**WORK ITEM**
Return the data below, unchanged.

**SUPPLIED DATA**
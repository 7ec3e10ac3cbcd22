use crate::traits::{ByteStream, Storage, StorageError, StorageResult};
use async_trait::async_trait;
use bytes::Bytes;
use datashare_core::models::storage::{BackendKind, StorageLocation};
use futures::StreamExt;
use object_store::aws::{AmazonS3, AmazonS3Builder};
use object_store::path::Path;
use object_store::{
    Error as ObjectStoreError, GetOptions, GetRange, ObjectStore, PutPayload,
    Result as ObjectResult,
};
use sha2::{Digest, Sha256};

/// S3 storage implementation
#[derive(Clone)]
pub struct S3Storage {
    store: AmazonS3,
    bucket: String,
}

impl S3Storage {
    /// Create a new S3Storage instance
    ///
    /// # Arguments
    /// * `bucket` - S3 bucket name
    /// * `region` - AWS region (or region identifier for S3-compatible providers)
    /// * `endpoint_url` - Optional custom endpoint URL for S3-compatible providers
    ///   (e.g., "http://localhost:9000" for MinIO)
    pub async fn new(
        bucket: String,
        region: String,
        endpoint_url: Option<String>,
    ) -> StorageResult<Self> {
        // Build AmazonS3 object store from environment and explicit settings.
        let mut builder = AmazonS3Builder::from_env()
            .with_region(region)
            .with_bucket_name(bucket.clone());

        if let Some(ref endpoint) = endpoint_url {
            let allow_http = endpoint.starts_with("http://");
            builder = builder
                .with_endpoint(endpoint.clone())
                .with_allow_http(allow_http);
        }

        let store = builder
            .build()
            .map_err(|e| StorageError::ConfigError(e.to_string()))?;

        Ok(S3Storage { store, bucket })
    }

    fn map_get_error(key: &str, e: ObjectStoreError) -> StorageError {
        match e {
            ObjectStoreError::NotFound { .. } => StorageError::NotFound(key.to_string()),
            other => StorageError::ReadFailed(other.to_string()),
        }
    }
}

#[async_trait]
impl Storage for S3Storage {
    async fn write(&self, key: &str, data: Bytes) -> StorageResult<StorageLocation> {
        let size = data.len() as u64;
        let checksum = hex::encode(Sha256::digest(&data));
        let location = Path::from(key.to_string());
        let start = std::time::Instant::now();

        let result: ObjectResult<_> = self.store.put(&location, PutPayload::from(data)).await;

        result.map_err(|e| {
            tracing::error!(
                error = %e,
                bucket = %self.bucket,
                key = %key,
                size_bytes = size,
                duration_ms = start.elapsed().as_secs_f64() * 1000.0,
                "S3 write failed"
            );
            StorageError::WriteFailed(e.to_string())
        })?;

        tracing::info!(
            bucket = %self.bucket,
            key = %key,
            size_bytes = size,
            duration_ms = start.elapsed().as_secs_f64() * 1000.0,
            "S3 write successful"
        );

        Ok(StorageLocation::new(BackendKind::S3, key, size, checksum))
    }

    async fn read(&self, key: &str, offset: u64) -> StorageResult<ByteStream> {
        let location = Path::from(key.to_string());

        let options = GetOptions {
            range: (offset > 0).then_some(GetRange::Offset(offset)),
            ..Default::default()
        };

        let result = self
            .store
            .get_opts(&location, options)
            .await
            .map_err(|e| Self::map_get_error(key, e))?;

        let bucket = self.bucket.clone();
        let key_owned = key.to_string();

        let stream = result.into_stream().map(move |res| match res {
            Ok(bytes) => Ok(bytes),
            Err(e) => {
                tracing::error!(
                    bucket = %bucket,
                    key = %key_owned,
                    error = %e,
                    "S3 stream read error"
                );
                Err(StorageError::ReadFailed(e.to_string()))
            }
        });

        Ok(Box::pin(stream))
    }

    async fn exists(&self, key: &str) -> StorageResult<bool> {
        let location = Path::from(key.to_string());
        match self.store.head(&location).await {
            Ok(_) => Ok(true),
            Err(ObjectStoreError::NotFound { .. }) => Ok(false),
            Err(e) => Err(StorageError::BackendUnavailable(e.to_string())),
        }
    }

    async fn delete(&self, key: &str) -> StorageResult<()> {
        let location = Path::from(key.to_string());
        let start = std::time::Instant::now();

        match self.store.delete(&location).await {
            Ok(()) | Err(ObjectStoreError::NotFound { .. }) => {
                tracing::info!(
                    bucket = %self.bucket,
                    key = %key,
                    duration_ms = start.elapsed().as_secs_f64() * 1000.0,
                    "S3 delete successful"
                );
                Ok(())
            }
            Err(e) => {
                tracing::error!(
                    error = %e,
                    bucket = %self.bucket,
                    key = %key,
                    "S3 delete failed"
                );
                Err(StorageError::DeleteFailed(e.to_string()))
            }
        }
    }

    async fn checksum(&self, key: &str) -> StorageResult<String> {
        let location = Path::from(key.to_string());

        let result = self
            .store
            .get(&location)
            .await
            .map_err(|e| Self::map_get_error(key, e))?;

        // Hash the stream chunk by chunk; large objects never sit in memory whole.
        let mut hasher = Sha256::new();
        let mut stream = result.into_stream();
        while let Some(chunk) = stream.next().await {
            let bytes = chunk.map_err(|e| StorageError::ReadFailed(e.to_string()))?;
            hasher.update(&bytes);
        }

        Ok(hex::encode(hasher.finalize()))
    }

    async fn content_length(&self, key: &str) -> StorageResult<u64> {
        let location = Path::from(key.to_string());
        let meta = self.store.head(&location).await.map_err(|e| match e {
            ObjectStoreError::NotFound { .. } => StorageError::NotFound(key.to_string()),
            other => StorageError::BackendUnavailable(other.to_string()),
        })?;
        Ok(meta.size)
    }

    async fn list_keys(&self, prefix: &str) -> StorageResult<Vec<String>> {
        let prefix_path = Path::from(prefix.to_string());
        let mut listing = self.store.list(Some(&prefix_path));

        let mut keys = Vec::new();
        while let Some(entry) = listing.next().await {
            let meta = entry.map_err(|e| StorageError::ReadFailed(e.to_string()))?;
            keys.push(meta.location.to_string());
        }

        keys.sort();
        Ok(keys)
    }

    fn kind(&self) -> BackendKind {
        BackendKind::S3
    }
}
//! Process-wide constants shared across crates.

/// Default TTL for a download token.
pub const DEFAULT_TOKEN_TTL_SECS: u64 = 3600;

/// Grace period during which expired tokens remain queryable before
/// garbage collection.
pub const TOKEN_GC_GRACE_SECS: u64 = 300;

/// How long a terminal download session is retained so a final poll can
/// still observe its outcome.
pub const SESSION_RETENTION_SECS: u64 = 180;

/// A session with no progress for this long is presumed abandoned and
/// transitioned to interrupted.
pub const SESSION_IDLE_TIMEOUT_SECS: u64 = 120;

/// Trailing window over which the rolling transfer rate is computed.
pub const RATE_WINDOW_SECS: u64 = 5;

/// Chunk size used when streaming bytes out of a backend.
pub const STREAM_CHUNK_SIZE: usize = 64 * 1024;

/// Default ceiling for transforms that must materialize the whole input
/// (zip archives). Inputs larger than this fail with TransformTooLarge.
pub const DEFAULT_TRANSFORM_CEILING_BYTES: u64 = 256 * 1024 * 1024;
pub mod dataset;
pub mod download;
pub mod format;
pub mod storage;

pub use dataset::{DatasetOperation, DatasetRecord};
pub use download::{DownloadSession, DownloadStatus, DownloadToken, TokenInfo};
pub use format::{Compression, DatasetFormat, Resumability};
pub use storage::{BackendKind, StorageLocation, StorageStrategy};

**PROBLEM SOLUTION**
repository 7ec3e10ac3cbcd22
use crate::traits::{ByteStream, Storage, StorageError, StorageResult};
use async_trait::async_trait;
use bytes::Bytes;
use datashare_core::models::storage::{BackendKind, StorageLocation};
use futures::StreamExt;
use object_store::aws::{AmazonS3, AmazonS3Builder};
use object_store::path::Path;
use object_store::{
    Error as ObjectStoreError, GetOptions, GetRange, ObjectStore, PutPayload,
    Result as ObjectResult,
};
use sha2::{Digest, Sha256};

/// S3 storage implementation
#[derive(Clone)]
pub struct S3Storage {
    store: AmazonS3,
    bucket: String,
}

impl S3Storage {
    /// Create a new S3Storage instance
    ///
    /// # Arguments
    /// * `bucket` - S3 bucket name
    /// * `region` - AWS region (or region identifier for S3-compatible providers)
    /// * `endpoint_url` - Optional custom endpoint URL for S3-compatible providers
    ///   (e.g., "http://localhost:9000" for MinIO)
    pub async fn new(
        bucket: String,
        region: String,
        endpoint_url: Option<String>,
    ) -> StorageResult<Self> {
        // Build AmazonS3 object store from environment and explicit settings.
        let mut builder = AmazonS3Builder::from_env()
            .with_region(region)
            .with_bucket_name(bucket.clone());

        if let Some(ref endpoint) = endpoint_url {
            let allow_http = endpoint.starts_with("http://");
            builder = builder
                .with_endpoint(endpoint.clone())
                .with_allow_http(allow_http);
        }

        let store = builder
            .build()
            .map_err(|e| StorageError::ConfigError(e.to_string()))?;

        Ok(S3Storage { store, bucket })
    }

    fn map_get_error(key: &str, e: ObjectStoreError) -> StorageError {
        match e {
            ObjectStoreError::NotFound { .. } => StorageError::NotFound(key.to_string()),
            other => StorageError::ReadFailed(other.to_string()),
        }
    }
}

#[async_trait]
impl Storage for S3Storage {
    async fn write(&self, key: &str, data: Bytes) -> StorageResult<StorageLocation> {
        let size = data.len() as u64;
        let checksum = hex::encode(Sha256::digest(&data));
        let location = Path::from(key.to_string());
        let start = std::time::Instant::now();

        let result: ObjectResult<_> = self.store.put(&location, PutPayload::from(data)).await;

        result.map_err(|e| {
            tracing::error!(
                error = %e,
                bucket = %self.bucket,
                key = %key,
                size_bytes = size,
                duration_ms = start.elapsed().as_secs_f64() * 1000.0,
                "S3 write failed"
            );
            StorageError::WriteFailed(e.to_string())
        })?;

        tracing::info!(
            bucket = %self.bucket,
            key = %key,
            size_bytes = size,
            duration_ms = start.elapsed().as_secs_f64() * 1000.0,
            "S3 write successful"
        );

        Ok(StorageLocation::new(BackendKind::S3, key, size, checksum))
    }

    async fn read(&self, key: &str, offset: u64) -> StorageResult<ByteStream> {
        let location = Path::from(key.to_string());

        let options = GetOptions {
            range: (offset > 0).then_some(GetRange::Offset(offset)),
            ..Default::default()
        };

        let result = self
            .store
            .get_opts(&location, options)
            .await
            .map_err(|e| Self::map_get_error(key, e))?;

        let bucket = self.bucket.clone();
        let key_owned = key.to_string();

        let stream = result.into_stream().map(move |res| match res {
            Ok(bytes) => Ok(bytes),
            Err(e) => {
                tracing::error!(
                    bucket = %bucket,
                    key = %key_owned,
                    error = %e,
                    "S3 stream read error"
                );
                Err(StorageError::ReadFailed(e.to_string()))
            }
        });

        Ok(Box::pin(stream))
    }

    async fn exists(&self, key: &str) -> StorageResult<bool> {
        let location = Path::from(key.to_string());
        match self.store.head(&location).await {
            Ok(_) => Ok(true),
            Err(ObjectStoreError::NotFound { .. }) => Ok(false),
            Err(e) => Err(StorageError::BackendUnavailable(e.to_string())),
        }
    }

    async fn delete(&self, key: &str) -> StorageResult<()> {
        let location = Path::from(key.to_string());
        let start = std::time::Instant::now();

        match self.store.delete(&location).await {
            Ok(()) | Err(ObjectStoreError::NotFound { .. }) => {
                tracing::info!(
                    bucket = %self.bucket,
                    key = %key,
                    duration_ms = start.elapsed().as_secs_f64() * 1000.0,
                    "S3 delete successful"
                );
                Ok(())
            }
            Err(e) => {
                tracing::error!(
                    error = %e,
                    bucket = %self.bucket,
                    key = %key,
                    "S3 delete failed"
                );
                Err(StorageError::DeleteFailed(e.to_string()))
            }
        }
    }

    async fn checksum(&self, key: &str) -> StorageResult<String> {
        let location = Path::from(key.to_string());

        let result = self
            .store
            .get(&location)
            .await
            .map_err(|e| Self::map_get_error(key, e))?;

        // Hash the stream chunk by chunk; large objects never sit in memory whole.
        let mut hasher = Sha256::new();
        let mut stream = result.into_stream();
        while let Some(chunk) = stream.next().await {
            let bytes = chunk.map_err(|e| StorageError::ReadFailed(e.to_string()))?;
            hasher.update(&bytes);
        }

        Ok(hex::encode(hasher.finalize()))
    }

    async fn content_length(&self, key: &str) -> StorageResult<u64> {
        let location = Path::from(key.to_string());
        let meta = self.store.head(&location).await.map_err(|e| match e {
            ObjectStoreError::NotFound { .. } => StorageError::NotFound(key.to_string()),
            other => StorageError::BackendUnavailable(other.to_string()),
        })?;
        Ok(meta.size)
    }

    async fn list_keys(&self, prefix: &str) -> StorageResult<Vec<String>> {
        let prefix_path = Path::from(prefix.to_string());
        let mut listing = self.store.list(Some(&prefix_path));

        let mut keys = Vec::new();
        while let Some(entry) = listing.next().await {
            let meta = entry.map_err(|e| StorageError::ReadFailed(e.to_string()))?;
            keys.push(meta.location.to_string());
        }

        keys.sort();
        Ok(keys)
    }

    fn kind(&self) -> BackendKind {
        BackendKind::S3
    }
}
//! Process-wide constants shared across crates.

/// Default TTL for a download token.
pub const DEFAULT_TOKEN_TTL_SECS: u64 = 3600;

/// Grace period during which expired tokens remain queryable before
/// garbage collection.
pub const TOKEN_GC_GRACE_SECS: u64 = 300;

/// How long a terminal download session is retained so a final poll can
/// still observe its outcome.
pub const SESSION_RETENTION_SECS: u64 = 180;

/// A session with no progress for this long is presumed abandoned and
/// transitioned to interrupted.
pub const SESSION_IDLE_TIMEOUT_SECS: u64 = 120;

/// Trailing window over which the rolling transfer rate is computed.
pub const RATE_WINDOW_SECS: u64 = 5;

/// Chunk size used when streaming bytes out of a backend.
pub const STREAM_CHUNK_SIZE: usize = 64 * 1024;

/// Default ceiling for transforms that must materialize the whole input
/// (zip archives). Inputs larger than this fail with TransformTooLarge.
pub const DEFAULT_TRANSFORM_CEILING_BYTES: u64 = 256 * 1024 * 1024;
pub mod dataset;
pub mod download;
pub mod format;
pub mod storage;

pub use dataset::{DatasetOperation, DatasetRecord};
pub use download::{DownloadSession, DownloadStatus, DownloadToken, TokenInfo};
pub use format::{Compression, DatasetFormat, Resumability};
pub use storage::{BackendKind, StorageLocation, StorageStrategy};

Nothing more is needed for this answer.